Stored items
◇ ◇ ◇ ◇ ◇ ◇ ◇

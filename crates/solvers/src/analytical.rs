//! Closed-form response of an underdamped oscillator.
//!
//! For `0 <= chi < 1` the free response to `(x0, v0)` is
//!
//! ```text
//! x(t) = exp(-chi * wn * t) * (A * cos(wd * t) + B * sin(wd * t))
//!
//! wd = wn * sqrt(1 - chi^2)
//! A  = x0
//! B  = (v0 + chi * wn * x0) / wd
//! ```
//!
//! At `chi >= 1` the damped frequency is no longer real, so critically damped
//! and overdamped models are rejected with [`Error::UnsupportedRegime`]
//! instead of producing `NaN`.

use sdof_core::{
    InvalidParameter, MAX_SAMPLES, OscillatorModel, TimeSeries, TimeSeriesSolver, sample_count,
};
use tracing::debug;

use crate::Error;

/// Default sampling resolution in seconds.
///
/// This is a presentation choice; it does not depend on the model's
/// integration step size.
pub const DEFAULT_RESOLUTION: f64 = 0.0001;

/// Samples the closed-form underdamped response at a fixed resolution.
///
/// Any valid model yields a series. A resolution coarser than the horizon
/// gives the single sample at `t = 0`, and a resolution so fine that the
/// horizon would exceed `max_samples` is coarsened to fit.
#[derive(Debug, Clone, Copy, PartialEq)]
pub struct Analytical {
    resolution: f64,
    max_samples: usize,
}

impl Analytical {
    /// Creates a solver sampling every `resolution` seconds.
    ///
    /// # Errors
    ///
    /// Returns [`InvalidParameter`] if `resolution` is not strictly positive.
    pub fn with_resolution(resolution: f64) -> Result<Self, InvalidParameter> {
        let resolution = InvalidParameter::strictly_positive("resolution", resolution)?;
        Ok(Self {
            resolution,
            ..Self::default()
        })
    }

    /// Caps the number of samples per series, clamped to `1..=MAX_SAMPLES`.
    #[must_use]
    pub fn with_max_samples(mut self, max_samples: usize) -> Self {
        self.max_samples = max_samples.clamp(1, MAX_SAMPLES);
        self
    }

    #[must_use]
    pub fn resolution(&self) -> f64 {
        self.resolution
    }

    #[must_use]
    pub fn max_samples(&self) -> usize {
        self.max_samples
    }

    /// Sample count and spacing used over `duration`.
    fn grid(&self, duration: f64) -> (usize, f64) {
        #[allow(clippy::cast_precision_loss)]
        let spacing = self.resolution.max(duration / self.max_samples as f64);
        let samples = sample_count(duration, spacing).clamp(1, self.max_samples);
        (samples, spacing)
    }
}

impl Default for Analytical {
    fn default() -> Self {
        Self {
            resolution: DEFAULT_RESOLUTION,
            max_samples: MAX_SAMPLES,
        }
    }
}

impl TimeSeriesSolver for Analytical {
    type Error = Error;

    fn label(&self) -> &'static str {
        "Analytical"
    }

    fn solve(&self, model: &OscillatorModel) -> Result<TimeSeries, Error> {
        let response = Underdamped::new(model)?;
        let (samples, spacing) = self.grid(model.duration());

        debug!(
            samples,
            spacing,
            resolution = self.resolution,
            damping_ratio = model.damping_ratio(),
            "sampling analytical response"
        );

        Ok(TimeSeries::sample(samples, spacing, |t| response.displacement(t))?)
    }
}

/// Coefficients of the underdamped free response of one model.
#[derive(Debug, Clone, Copy, PartialEq)]
pub struct Underdamped {
    decay_rate: f64,
    damped_frequency: f64,
    a: f64,
    b: f64,
}

impl Underdamped {
    /// Solves for the response coefficients from the model's initial
    /// conditions.
    ///
    /// # Errors
    ///
    /// Returns [`Error::UnsupportedRegime`] if the damping ratio is 1 or more.
    pub fn new(model: &OscillatorModel) -> Result<Self, Error> {
        let wn = model.natural_frequency();
        let chi = model.damping_ratio();
        if chi >= 1.0 {
            return Err(Error::UnsupportedRegime { damping_ratio: chi });
        }

        let wd = wn * (1.0 - chi * chi).sqrt();
        let x0 = model.initial_displacement();
        let v0 = model.initial_velocity();

        Ok(Self {
            decay_rate: chi * wn,
            damped_frequency: wd,
            a: x0,
            b: (v0 + chi * wn * x0) / wd,
        })
    }

    /// Exponential decay rate `chi * wn` of the envelope.
    #[must_use]
    pub fn decay_rate(&self) -> f64 {
        self.decay_rate
    }

    /// Damped natural frequency `wd` in rad/s.
    #[must_use]
    pub fn damped_frequency(&self) -> f64 {
        self.damped_frequency
    }

    /// Upper bound on `|x(t)|`: `exp(-chi * wn * t) * sqrt(A^2 + B^2)`.
    #[must_use]
    pub fn envelope(&self, t: f64) -> f64 {
        (-self.decay_rate * t).exp() * self.a.hypot(self.b)
    }

    /// Displacement at time `t`.
    #[must_use]
    pub fn displacement(&self, t: f64) -> f64 {
        let wd_t = self.damped_frequency * t;
        (-self.decay_rate * t).exp() * (self.a * wd_t.cos() + self.b * wd_t.sin())
    }
}
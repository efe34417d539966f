//! Solvers for the free response of a damped single-degree-of-freedom
//! oscillator.
//!
//! Two independent estimates of displacement over time are provided:
//!
//! - [`analytical`]: the closed-form underdamped response
//! - [`transient`]: fixed-step forward Euler integration of the equation of
//!   motion in state-space form
//!
//! Both implement [`TimeSeriesSolver`], and [`sweep`] runs either one over many
//! models in parallel. The solvers never talk to each other; comparing them is
//! up to the caller.
//!
//! # Example
//!
//! ```
//! use sdof_core::OscillatorModel;
//!
//! let model = OscillatorModel::builder(1.0, 0.2, 20.0).step_size(0.001).build()?;
//!
//! let exact = sdof_solvers::run_analytical(&model)?;
//! let euler = sdof_solvers::run_euler(&model)?;
//!
//! assert_eq!(euler.len(), 2000);
//! assert!(euler.max_abs_difference(&exact).unwrap() < 0.01);
//! # Ok::<(), Box<dyn std::error::Error>>(())
//! ```

pub mod analytical;
mod error;
pub mod sweep;
pub mod transient;

use sdof_core::{OscillatorModel, TimeSeries, TimeSeriesSolver};

pub use analytical::Analytical;
pub use error::Error;
pub use transient::oscillator::ForwardEuler;

/// Samples the closed-form underdamped response of `model`.
///
/// Uses the default [`analytical::DEFAULT_RESOLUTION`], independent of the
/// model's step size.
///
/// # Errors
///
/// Returns [`Error::UnsupportedRegime`] if the model is critically damped or
/// overdamped.
pub fn run_analytical(model: &OscillatorModel) -> Result<TimeSeries, Error> {
    Analytical::default().solve(model)
}

/// Integrates `model` with forward Euler at its own step size.
///
/// # Errors
///
/// Parameters are validated when the model is built, so this only fails if
/// the integration engine itself reports an error.
pub fn run_euler(model: &OscillatorModel) -> Result<TimeSeries, Error> {
    ForwardEuler.solve(model)
}
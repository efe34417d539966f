use std::error::Error as StdError;

/// Errors reported by the model or problem during Euler integration.
#[derive(Debug, thiserror::Error)]
pub enum Error {
    #[error("model error at step {step}: {source}")]
    Model {
        step: usize,
        #[source]
        source: Box<dyn StdError + Send + Sync>,
    },

    #[error("problem error at step {step}: {source}")]
    Problem {
        step: usize,
        #[source]
        source: Box<dyn StdError + Send + Sync>,
    },
}

impl Error {
    pub(crate) fn model<E: StdError + Send + Sync + 'static>(step: usize, err: E) -> Self {
        Self::Model {
            step,
            source: Box::new(err),
        }
    }

    pub(crate) fn problem<E: StdError + Send + Sync + 'static>(step: usize, err: E) -> Self {
        Self::Problem {
            step,
            source: Box::new(err),
        }
    }
}
use sdof_core::{InvalidParameter, SeriesError};

use crate::transient::euler;

/// Errors returned by the oscillator solvers.
#[derive(Debug, thiserror::Error)]
pub enum Error {
    #[error(transparent)]
    InvalidParameter(#[from] InvalidParameter),

    #[error(
        "unsupported regime: damping ratio {damping_ratio} is not below 1, \
         the closed-form response covers underdamped motion only"
    )]
    UnsupportedRegime { damping_ratio: f64 },

    #[error("integration failed: {0}")]
    Integration(#[from] euler::Error),

    #[error("malformed series: {0}")]
    Series(#[from] SeriesError),
}
use sdof_core::Snapshot;

/// How an Euler run ended.
#[derive(Debug, Clone, Copy, PartialEq, Eq)]
pub enum Status {
    /// Every requested step was taken.
    Complete,

    /// An observer returned [`Action::StopEarly`](super::Action::StopEarly).
    StoppedByObserver,
}

/// How far a run got, without its history.
///
/// Returned by [`solve_with`](super::solve_with), whose caller keeps the
/// samples it needs itself.
#[derive(Debug, Clone, Copy, PartialEq, Eq)]
pub struct Progress {
    pub status: Status,

    /// Steps taken after the initial condition. The run produced
    /// `steps + 1` snapshots.
    pub steps: usize,
}

impl Progress {
    #[must_use]
    pub fn is_complete(&self) -> bool {
        self.status == Status::Complete
    }

    /// Number of snapshots the run produced, including the initial one.
    #[must_use]
    pub fn samples(&self) -> usize {
        self.steps + 1
    }
}

/// An Euler run together with every snapshot it produced.
#[derive(Debug, Clone)]
pub struct Solution<I, O> {
    pub status: Status,

    /// Snapshots starting with the initial condition, one per step after it.
    pub history: Vec<Snapshot<I, O>>,

    pub steps: usize,
}

impl<I, O> Solution<I, O> {
    #[must_use]
    pub fn progress(&self) -> Progress {
        Progress {
            status: self.status,
            steps: self.steps,
        }
    }
}
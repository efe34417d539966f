//! Core traits and types for single-degree-of-freedom vibration modeling.
//!
//! This crate defines the shared abstractions that the solvers and observers
//! build on:
//!
//! - [`OscillatorModel`]: validated mass, damping, stiffness, initial
//!   conditions and integration horizon of a damped mass-spring system
//! - [`TimeSeries`]: the displacement history produced by every solver
//! - [`TimeSeriesSolver`]: the capability shared by all solvers, so harnesses
//!   can compare them without knowing their internals
//! - [`Model`], [`OdeProblem`], [`StepIntegrable`]: the adapters a generic
//!   time-stepping solver uses to advance a typed state
//! - [`Observer`]: receives solver events and optionally returns control actions

mod constraint;
mod model;
mod observer;
mod ode;
mod oscillator;
mod series;
mod solver;
mod step;

pub use constraint::{Constraint, InvalidParameter, MAX_SAMPLES, sample_count};
pub use model::{Model, Snapshot};
pub use observer::Observer;
pub use ode::OdeProblem;
pub use oscillator::{OscillatorConfig, OscillatorModel, Regime, defaults};
pub use series::{SeriesError, TimeSeries};
pub use solver::TimeSeriesSolver;
pub use step::{DerivativeOf, StepIntegrable};
//! Parameter constraints enforced when models and solvers are configured.
//!
//! Every check reports the offending parameter by name together with the
//! constraint it violated, so a bad configuration never surfaces later as an
//! unexplained `NaN` in an output series.

use std::fmt;

use thiserror::Error;

/// Upper bound on the number of samples a single run may produce.
///
/// Output series are preallocated up front, so the bound caps memory use.
pub const MAX_SAMPLES: usize = 50_000_000;

/// Relative distance from an integer within which a sample ratio snaps to it.
const SNAP_TOLERANCE: f64 = 1e-9;

/// A constraint a parameter must satisfy.
///
/// This enum is marked `#[non_exhaustive]` and may include additional variants
/// in future releases.
#[derive(Debug, Clone, Copy, PartialEq, Eq)]
#[non_exhaustive]
pub enum Constraint {
    /// Neither infinite nor `NaN`.
    Finite,
    /// Finite and greater than zero.
    StrictlyPositive,
    /// Finite and zero or greater.
    NonNegative,
    /// No larger than the named parameter.
    AtMost(&'static str),
    /// Resolves the horizon into at most this many samples.
    MaxSamples(usize),
}

impl fmt::Display for Constraint {
    fn fmt(&self, f: &mut fmt::Formatter<'_>) -> fmt::Result {
        match self {
            Self::Finite => write!(f, "must be finite"),
            Self::StrictlyPositive => write!(f, "must be strictly positive"),
            Self::NonNegative => write!(f, "must be non-negative"),
            Self::AtMost(other) => write!(f, "must not exceed `{other}`"),
            Self::MaxSamples(max) => write!(f, "must yield at most {max} samples"),
        }
    }
}

/// A parameter that violates its [`Constraint`].
#[derive(Debug, Clone, Copy, PartialEq, Error)]
#[error("invalid parameter `{name}` = {value}: {constraint}")]
pub struct InvalidParameter {
    /// Name of the offending parameter.
    pub name: &'static str,
    /// The rejected value.
    pub value: f64,
    /// The constraint the value violates.
    pub constraint: Constraint,
}

impl InvalidParameter {
    /// Creates an error for `name = value` violating `constraint`.
    #[must_use]
    pub fn new(name: &'static str, value: f64, constraint: Constraint) -> Self {
        Self {
            name,
            value,
            constraint,
        }
    }

    /// Checks that `value` is finite.
    ///
    /// # Errors
    ///
    /// Returns [`Constraint::Finite`] for infinite or `NaN` values.
    pub fn finite(name: &'static str, value: f64) -> Result<f64, Self> {
        if value.is_finite() {
            Ok(value)
        } else {
            Err(Self::new(name, value, Constraint::Finite))
        }
    }

    /// Checks that `value` is finite and greater than zero.
    ///
    /// # Errors
    ///
    /// Returns [`Constraint::Finite`] or [`Constraint::StrictlyPositive`].
    pub fn strictly_positive(name: &'static str, value: f64) -> Result<f64, Self> {
        let value = Self::finite(name, value)?;
        if value > 0.0 {
            Ok(value)
        } else {
            Err(Self::new(name, value, Constraint::StrictlyPositive))
        }
    }

    /// Checks that `value` is finite and zero or greater.
    ///
    /// # Errors
    ///
    /// Returns [`Constraint::Finite`] or [`Constraint::NonNegative`].
    pub fn non_negative(name: &'static str, value: f64) -> Result<f64, Self> {
        let value = Self::finite(name, value)?;
        if value >= 0.0 {
            Ok(value)
        } else {
            Err(Self::new(name, value, Constraint::NonNegative))
        }
    }

    /// Checks that a sample spacing resolves `duration` into a bounded,
    /// non-empty set of samples, and returns the sample count.
    ///
    /// `duration` is assumed to have been validated already.
    ///
    /// # Errors
    ///
    /// Fails if `spacing` is not strictly positive, exceeds `duration`, or
    /// would yield more than [`MAX_SAMPLES`] samples.
    pub fn spacing_within(name: &'static str, spacing: f64, duration: f64) -> Result<usize, Self> {
        let spacing = Self::strictly_positive(name, spacing)?;
        if spacing > duration {
            return Err(Self::new(name, spacing, Constraint::AtMost("duration")));
        }
        if duration / spacing > MAX_SAMPLES as f64 {
            return Err(Self::new(name, spacing, Constraint::MaxSamples(MAX_SAMPLES)));
        }
        Ok(sample_count(duration, spacing))
    }
}

/// Number of samples at `0, spacing, 2 * spacing, ...` covering `[0, duration)`.
///
/// This is `floor(duration / spacing)`, except that a ratio within a relative
/// `1e-9` of an integer snaps to that integer. Without the snap, `2.0 / 0.0001`
/// would be at the mercy of binary rounding.
#[must_use]
#[allow(clippy::cast_possible_truncation, clippy::cast_sign_loss)]
pub fn sample_count(duration: f64, spacing: f64) -> usize {
    let ratio = duration / spacing;
    if !ratio.is_finite() || ratio <= 0.0 {
        return 0;
    }
    let nearest = ratio.round();
    if (ratio - nearest).abs() <= SNAP_TOLERANCE * nearest.max(1.0) {
        nearest as usize
    } else {
        ratio.floor() as usize
    }
}

#[cfg(test)]
mod tests {
    use super::*;

    #[test]
    fn sample_count_snaps_to_integer_ratios() {
        assert_eq!(sample_count(2.0, 0.0001), 20_000);
        assert_eq!(sample_count(1.0, 0.1), 10);
        assert_eq!(sample_count(0.3, 0.1), 3);
    }

    #[test]
    fn sample_count_floors_fractional_ratios() {
        assert_eq!(sample_count(1.0, 0.3), 3);
        assert_eq!(sample_count(2.5, 1.0), 2);
    }

    #[test]
    fn sample_count_of_degenerate_inputs_is_zero() {
        assert_eq!(sample_count(0.0, 0.1), 0);
        assert_eq!(sample_count(1.0, 0.0), 0);
        assert_eq!(sample_count(1.0, f64::NAN), 0);
    }

    #[test]
    fn strictly_positive_rejects_zero_and_nan() {
        let err = InvalidParameter::strictly_positive("mass", 0.0).unwrap_err();
        assert_eq!(err.constraint, Constraint::StrictlyPositive);
        assert_eq!(err.name, "mass");

        let err = InvalidParameter::strictly_positive("mass", f64::NAN).unwrap_err();
        assert_eq!(err.constraint, Constraint::Finite);
    }

    #[test]
    fn non_negative_accepts_zero() {
        assert_eq!(InvalidParameter::non_negative("damping", 0.0), Ok(0.0));
        let err = InvalidParameter::non_negative("damping", -0.1).unwrap_err();
        assert_eq!(err.constraint, Constraint::NonNegative);
    }

    #[test]
    fn spacing_must_fit_the_duration() {
        assert_eq!(InvalidParameter::spacing_within("step_size", 0.5, 2.0), Ok(4));

        let err = InvalidParameter::spacing_within("step_size", 3.0, 2.0).unwrap_err();
        assert_eq!(err.constraint, Constraint::AtMost("duration"));

        let err = InvalidParameter::spacing_within("step_size", 1e-9, 2.0).unwrap_err();
        assert_eq!(err.constraint, Constraint::MaxSamples(MAX_SAMPLES));
    }

    #[test]
    fn message_names_parameter_and_constraint() {
        let err = InvalidParameter::new("mass", 0.0, Constraint::StrictlyPositive);
        assert_eq!(
            err.to_string(),
            "invalid parameter `mass` = 0: must be strictly positive"
        );
    }
}
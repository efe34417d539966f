//! Capability traits for solver-agnostic observers.
//!
//! These traits abstract over solver-specific event and action types so an
//! observer can be written once and reused.
//!
//! # Example
//!
//! ```rust
//! use sdof_core::Observer;
//! use sdof_observers::traits::{CanStopEarly, HasSample};
//!
//! /// Stops once the mass first crosses its rest position.
//! struct FirstCrossing {
//!     start_sign: Option<f64>,
//! }
//!
//! impl<E: HasSample, A: CanStopEarly> Observer<E, A> for FirstCrossing {
//!     fn observe(&mut self, event: &E) -> Option<A> {
//!         let sign = event.displacement().signum();
//!         match self.start_sign {
//!             None => {
//!                 self.start_sign = Some(sign);
//!                 None
//!             }
//!             Some(start) if start != sign => Some(A::stop_early()),
//!             Some(_) => None,
//!         }
//!     }
//! }
//! ```

use sdof_solvers::transient::{euler, oscillator::MotionEvent};

/// An event that carries one displacement sample.
pub trait HasSample {
    /// Time of the sample.
    fn time(&self) -> f64;

    /// Displacement at [`time`](HasSample::time).
    fn displacement(&self) -> f64;
}

/// An action type that can signal early termination.
pub trait CanStopEarly {
    /// Returns the action that stops the solver early.
    fn stop_early() -> Self;
}

impl HasSample for MotionEvent {
    fn time(&self) -> f64 {
        self.input().time
    }

    fn displacement(&self) -> f64 {
        self.input().state.displacement
    }
}

impl CanStopEarly for euler::Action {
    fn stop_early() -> Self {
        Self::StopEarly
    }
}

◇ ◇ ◇ ◇ ◇ ◇ ◇

§ EXERCISE INSTRUCTIONS
What is the number of lines in the entries that include the string "rejected"? Reply with that number alone.

§ TASK OUTPUT
2